Shawn Lee, owner of Shawn Lee Photography, has been in business for 10 years. Lee, who is also the photographer for Brand Camp, says he learned how to better his business by attending the conference in 2009. He branded his company as “cutting edge.”

“I have some international business that I would never have gotten and I would never have met these people if it had not been for social media and the use of implementing social platforms to make connections to people who aren’t in my neighborhood,” explains Lee. “I was on Facebook before but I had no strategy. I didn’t actually know how to apply it or do it so it will work for me. But since going to a Brand Camp conference, I actually started to formulate strategy on how to actually use Facebook and go after these high-end people to get business.”

Devita Davison used to work for Hearst magazines in licensing and branding before opening a “gourmet, specialty food store” in New York.

Hurricane Sandy destroyed her business and home last year, forcing her to move back to her hometown, Detroit. She says the transition has been made less difficult because of Brand Camp:

“I totally credit my experience going through Brand Camp with the successes that I’ve had over the past six months.

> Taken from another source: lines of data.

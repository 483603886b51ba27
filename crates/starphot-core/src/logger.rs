//! Stderr logger for command-line tools built on this crate.
//!
//! Verbosity is set with a directive string such as
//! `"warn,starphot_core::pipeline=debug"`: a bare level sets the default and
//! `target=level` pairs override it for a module path and everything below
//! it. [`init_from_env`] reads the directives from an environment variable;
//! with the `tracing` feature, [`init_tracing`] feeds the same variable to a
//! `tracing-subscriber` pipeline instead.

use std::io::Write;
use std::str::FromStr;
use std::sync::OnceLock;
use std::time::Instant;

use log::{LevelFilter, Log, Metadata, Record};

#[cfg(feature = "tracing")]
use tracing_subscriber::fmt::format::FmtSpan;
#[cfg(feature = "tracing")]
use tracing_subscriber::util::SubscriberInitExt;
#[cfg(feature = "tracing")]
use tracing_subscriber::{fmt, EnvFilter};

/// Environment variable read by the command-line tools.
pub const LOG_ENV: &str = "STARPHOT_LOG";

#[derive(thiserror::Error, Debug, Clone, PartialEq, Eq)]
pub enum LogFilterError {
    #[error("unknown log level `{0}`")]
    UnknownLevel(String),
    #[error("empty target in log directive `{0}`")]
    EmptyTarget(String),
}

/// Default level plus per-target overrides.
#[derive(Clone, Debug, PartialEq, Eq)]
pub struct LogFilter {
    default: LevelFilter,
    targets: Vec<(String, LevelFilter)>,
}

impl Default for LogFilter {
    fn default() -> Self {
        Self::new(LevelFilter::Info)
    }
}

impl LogFilter {
    pub fn new(default: LevelFilter) -> Self {
        Self {
            default,
            targets: Vec::new(),
        }
    }

    /// Override the level for `target` and its submodules.
    pub fn with_target(mut self, target: impl Into<String>, level: LevelFilter) -> Self {
        let target = target.into();
        self.targets.retain(|(t, _)| *t != target);
        self.targets.push((target, level));
        // longest prefix first so the most specific directive wins
        self.targets.sort_by(|a, b| b.0.len().cmp(&a.0.len()));
        self
    }

    /// Level in effect for a record emitted under `target`.
    pub fn level_for(&self, target: &str) -> LevelFilter {
        self.targets
            .iter()
            .find(|(prefix, _)| is_module_prefix(prefix, target))
            .map_or(self.default, |&(_, level)| level)
    }

    /// Most verbose level any target can reach.
    pub fn max_level(&self) -> LevelFilter {
        self.targets
            .iter()
            .map(|&(_, level)| level)
            .fold(self.default, Ord::max)
    }
}

fn is_module_prefix(prefix: &str, target: &str) -> bool {
    match target.strip_prefix(prefix) {
        Some(rest) => rest.is_empty() || rest.starts_with("::"),
        None => false,
    }
}

fn parse_level(name: &str) -> Result<LevelFilter, LogFilterError> {
    LevelFilter::from_str(name).map_err(|_| LogFilterError::UnknownLevel(name.to_string()))
}

impl FromStr for LogFilter {
    type Err = LogFilterError;

    fn from_str(spec: &str) -> Result<Self, Self::Err> {
        let mut filter = LogFilter::default();
        for directive in spec.split(',').map(str::trim).filter(|d| !d.is_empty()) {
            match directive.split_once('=') {
                Some((target, level)) => {
                    let target = target.trim();
                    if target.is_empty() {
                        return Err(LogFilterError::EmptyTarget(directive.to_string()));
                    }
                    filter = filter.with_target(target, parse_level(level.trim())?);
                }
                None => filter.default = parse_level(directive)?,
            }
        }
        Ok(filter)
    }
}

struct StderrLogger {
    filter: LogFilter,
    started: Instant,
}

impl Log for StderrLogger {
    fn enabled(&self, metadata: &Metadata) -> bool {
        metadata.level() <= self.filter.level_for(metadata.target())
    }

    fn log(&self, record: &Record) {
        if !self.enabled(record.metadata()) {
            return;
        }

        let millis = self.started.elapsed().as_millis();
        let mut stderr = std::io::stderr().lock();
        let _ = writeln!(
            stderr,
            "{millis:>7}ms {:<5} {}: {}",
            record.level(),
            record.target(),
            record.args()
        );
    }

    fn flush(&self) {
        let _ = std::io::stderr().flush();
    }
}

static LOGGER: OnceLock<StderrLogger> = OnceLock::new();

/// Install the stderr logger. Later calls keep the first filter.
pub fn init(filter: LogFilter) -> Result<(), log::SetLoggerError> {
    if LOGGER.get().is_some() {
        return Ok(());
    }
    let max = filter.max_level();
    let logger = LOGGER.get_or_init(|| StderrLogger {
        filter,
        started: Instant::now(),
    });
    log::set_logger(logger)?;
    log::set_max_level(max);
    Ok(())
}

/// Install the stderr logger with directives from the environment variable
/// `var`. An unset variable means `info`; a malformed one is reported after
/// falling back to `info`.
pub fn init_from_env(var: &str) -> Result<(), log::SetLoggerError> {
    let parsed = std::env::var(var).ok().map(|spec| spec.parse::<LogFilter>());
    match parsed {
        Some(Ok(filter)) => init(filter),
        Some(Err(err)) => {
            init(LogFilter::default())?;
            log::warn!("ignoring {var}: {err}");
            Ok(())
        }
        None => init(LogFilter::default()),
    }
}

/// Install a `tracing` subscriber filtered by the environment variable
/// `var`, in the same directive syntax.
#[cfg(feature = "tracing")]
pub fn init_tracing(var: &str, json: bool) {
    let filter = EnvFilter::try_from_env(var).unwrap_or_else(|_| EnvFilter::new("info"));
    let builder = fmt()
        .with_env_filter(filter)
        .with_span_events(FmtSpan::CLOSE)
        .with_writer(std::io::stderr);
    let _ = if json {
        builder.json().flatten_event(true).finish().try_init()
    } else {
        builder.compact().finish().try_init()
    };
}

“In the six months that I've been back in Detroit, I've been hired to work with FoodLab Detroit on developing Detroit's first distributed network of shared, licensed, commercial kitchen spaces for food entrepreneurs. I'm working with TechTown on their Retail Boot Camp training, and I'm working on an online food 'zine called ‘In.green.dients’ that's dedicated to celebrating the local food movement in Detroit. I'm telling the stories of the people behind the movement to bring good food back to the table and health back to our communities,” adds Davison.

In Detroit, Fleming finds opportunity, chance to give back

Flemings says Detroit was the perfect place to house his business.

“I see tremendous opportunity here. The best time to work on a business opportunity is in a down market. This is the time to be a part of the turnaround,” Flemings says. “The other thing is I see a lot of stuff happening technology wise, but I don’t see enough diversity in terms of it reflecting the demographic in Detroit. I feel like I can be a part of breaking that gap.”

So he decided to further expand Brand Camp University in Detroit by having “more training for entrepreneurs on a regular basis.”

In March, Flemings developed a half-day session where Detroit entrepreneurs could better understand how to develop their personal brand. Professional headshots were also provided for those who attended the event.

Last fall, Flemings started Student Ventures, which focuses on middle and high school students. He primarily works with African-American, Latino and female students as a way to show others the opportunities he sees. During these sessions, students learn coding and how to market their start-up ideas.

Flemings, who with his wife, Kasandra, have a 2-year old daughter, also plans to expand the concept into the other cities that Brand Camp University conferences are held.

“What I try to focus on is what I can impact,” Flemings says. “So for me I feel like the opportunity is to be able to really work with entrepreneurs and work with students locally and be able to help them be a part of the next generation of workers that implement and integrate technology with what they’re doing because I think that’s important for the work force of the future.”

Taylor Trammell is the 2012-13 Center for Michigan journalism student fellow. She is pursuing a journalism degree at Wayne State University.